╭─ RECORD EXCERPTS
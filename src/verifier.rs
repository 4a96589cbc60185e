//! Verification results and the capabilities shared by all schemes.
//
// Copyright (c) 2016 Ivan Nejgebauer <inejge@gmail.com>
//
// Licensed under the MIT license <LICENSE-MIT or
// http://opensource.org/licenses/MIT>. This file may not be copied,
// modified, or distributed except according to the terms of this
// license.
//!
//! A scheme module exposes a `Verifier`, which checks passwords against any
//! hash string in its format, and a `Hasher`, which generates new hash
//! strings with fixed parameters and also verifies them. Both implement the
//! [`Verifier`] trait; the `Hasher` additionally implements [`Hasher`].
//!
//! The outcome of a verification is a [`Verdict`]. An error returned by
//! [`Verifier::verify`] implies the verdict given by
//! [`Error::verdict`](crate::error::Error::verdict).
use std::convert::TryFrom;
use std::fmt;

use crate::error::{BoundsError, Error};
use crate::Result;

/// Outcome of a password verification.
#[derive(Debug, Clone, Copy, PartialEq, Eq, Hash)]
pub enum Verdict {
    /// The password doesn't match.
    Fail = 0,
    /// The password matches, no further action is required.
    Ok = 1,
    /// The password matches, but the hash was produced with different
    /// parameters and should be replaced.
    NeedUpdate = 2,
    /// The hash string isn't in a format handled by the verifier.
    Skip = 3,
}

impl fmt::Display for Verdict {
    fn fmt(&self, f: &mut fmt::Formatter) -> fmt::Result {
	f.write_str(match self {
	    Verdict::Fail => "Fail",
	    Verdict::Ok => "OK",
	    Verdict::NeedUpdate => "NeedUpdate",
	    Verdict::Skip => "Skip",
	})
    }
}

impl TryFrom<i32> for Verdict {
    type Error = i32;

    /// Converts a raw result code, returning the code back if it's unknown.
    fn try_from(code: i32) -> std::result::Result<Verdict, i32> {
	match code {
	    0 => Ok(Verdict::Fail),
	    1 => Ok(Verdict::Ok),
	    2 => Ok(Verdict::NeedUpdate),
	    3 => Ok(Verdict::Skip),
	    _ => Err(code),
	}
    }
}

impl From<bool> for Verdict {
    fn from(matched: bool) -> Verdict {
	if matched { Verdict::Ok } else { Verdict::Fail }
    }
}

/// Checks passwords against encoded hash strings of one scheme.
///
/// An implementation returns `Ok(Verdict::Skip)` when the string doesn't
/// carry the scheme's signature, and a parse error when the signature is
/// recognized but the rest of the string is malformed.
pub trait Verifier: Send + Sync {
    /// Verify the password against the encoded hash.
    fn verify(&self, encoded: &str, password: &str) -> Result<Verdict>;
}

/// Produces new encoded hashes, and verifies its own.
pub trait Hasher: Verifier {
    /// Hash the password with a fresh salt.
    fn hash(&self, password: &str) -> Result<String>;
}

/// Checks the parameters of an encoded hash against configured bounds.
pub trait Validator {
    /// Returns `Verdict::Ok` if all parameters are within bounds, a bounds
    /// error if one isn't, and `Verdict::Skip` for foreign hash strings.
    fn validate(&self, encoded: &str) -> Result<Verdict>;
}

impl<F> Verifier for F
    where F: Fn(&str, &str) -> Result<Verdict> + Send + Sync
{
    fn verify(&self, encoded: &str, password: &str) -> Result<Verdict> {
	self(encoded, password)
    }
}

/// Verifier backed by a function returning raw result codes.
///
/// Codes follow the numbering of [`Verdict`]. Any other code is a defect in
/// the function and is reported as `Error::InvalidVerdict`. An error returned
/// with a code other than the one its class implies is wrapped in
/// `Error::Classified`, so that the dispatcher still acts on the code.
pub struct RawVerifier<F>(pub F);

impl<F> Verifier for RawVerifier<F>
    where F: Fn(&str, &str) -> (i32, Option<Error>) + Send + Sync
{
    fn verify(&self, encoded: &str, password: &str) -> Result<Verdict> {
	let (code, err) = (self.0)(encoded, password);
	match (Verdict::try_from(code), err) {
	    (Err(code), _) => Err(Error::InvalidVerdict { index: 0, code }),
	    (Ok(v), Some(e)) if e.verdict() == v => Err(e),
	    (Ok(v), Some(e)) => Err(Error::Classified { verdict: v, source: Box::new(e) }),
	    (Ok(v), None) => Ok(v),
	}
    }
}

/// Check that `actual` is within `[min, max]`.
pub(crate) fn check_bounds<T>(algorithm: &'static str, param: &'static str, min: T, max: T, actual: T) -> Result<()>
    where T: Into<u64> + PartialOrd + Copy
{
    if actual < min || actual > max {
	return Err(BoundsError { algorithm, param, min: min.into(), max: max.into(), actual: actual.into() }.into());
    }
    Ok(())
}

/// Turn the outcome of a parse-and-validate pass into a verdict.
pub(crate) fn validation_verdict<C>(parsed: Result<Option<C>>, check: impl FnOnce(&C) -> Result<()>) -> Result<Verdict> {
    match parsed? {
	None => Ok(Verdict::Skip),
	Some(c) => check(&c).map(|_| Verdict::Ok),
    }
}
╰─
INSTRUCTIONS FOR THE TASK
From the entries above, return exactly the line containing "the encoded hash.", the line containing "bounds, a bounds", and all lines between, and nothing else.

RESULT
    /// Verify the password against the encoded hash.
    fn verify(&self, encoded: &str, password: &str) -> Result<Verdict>;
}

/// Produces new encoded hashes, and verifies its own.
pub trait Hasher: Verifier {
    /// Hash the password with a fresh salt.
    fn hash(&self, password: &str) -> Result<String>;
}

/// Checks the parameters of an encoded hash against configured bounds.
pub trait Validator {
    /// Returns `Verdict::Ok` if all parameters are within bounds, a bounds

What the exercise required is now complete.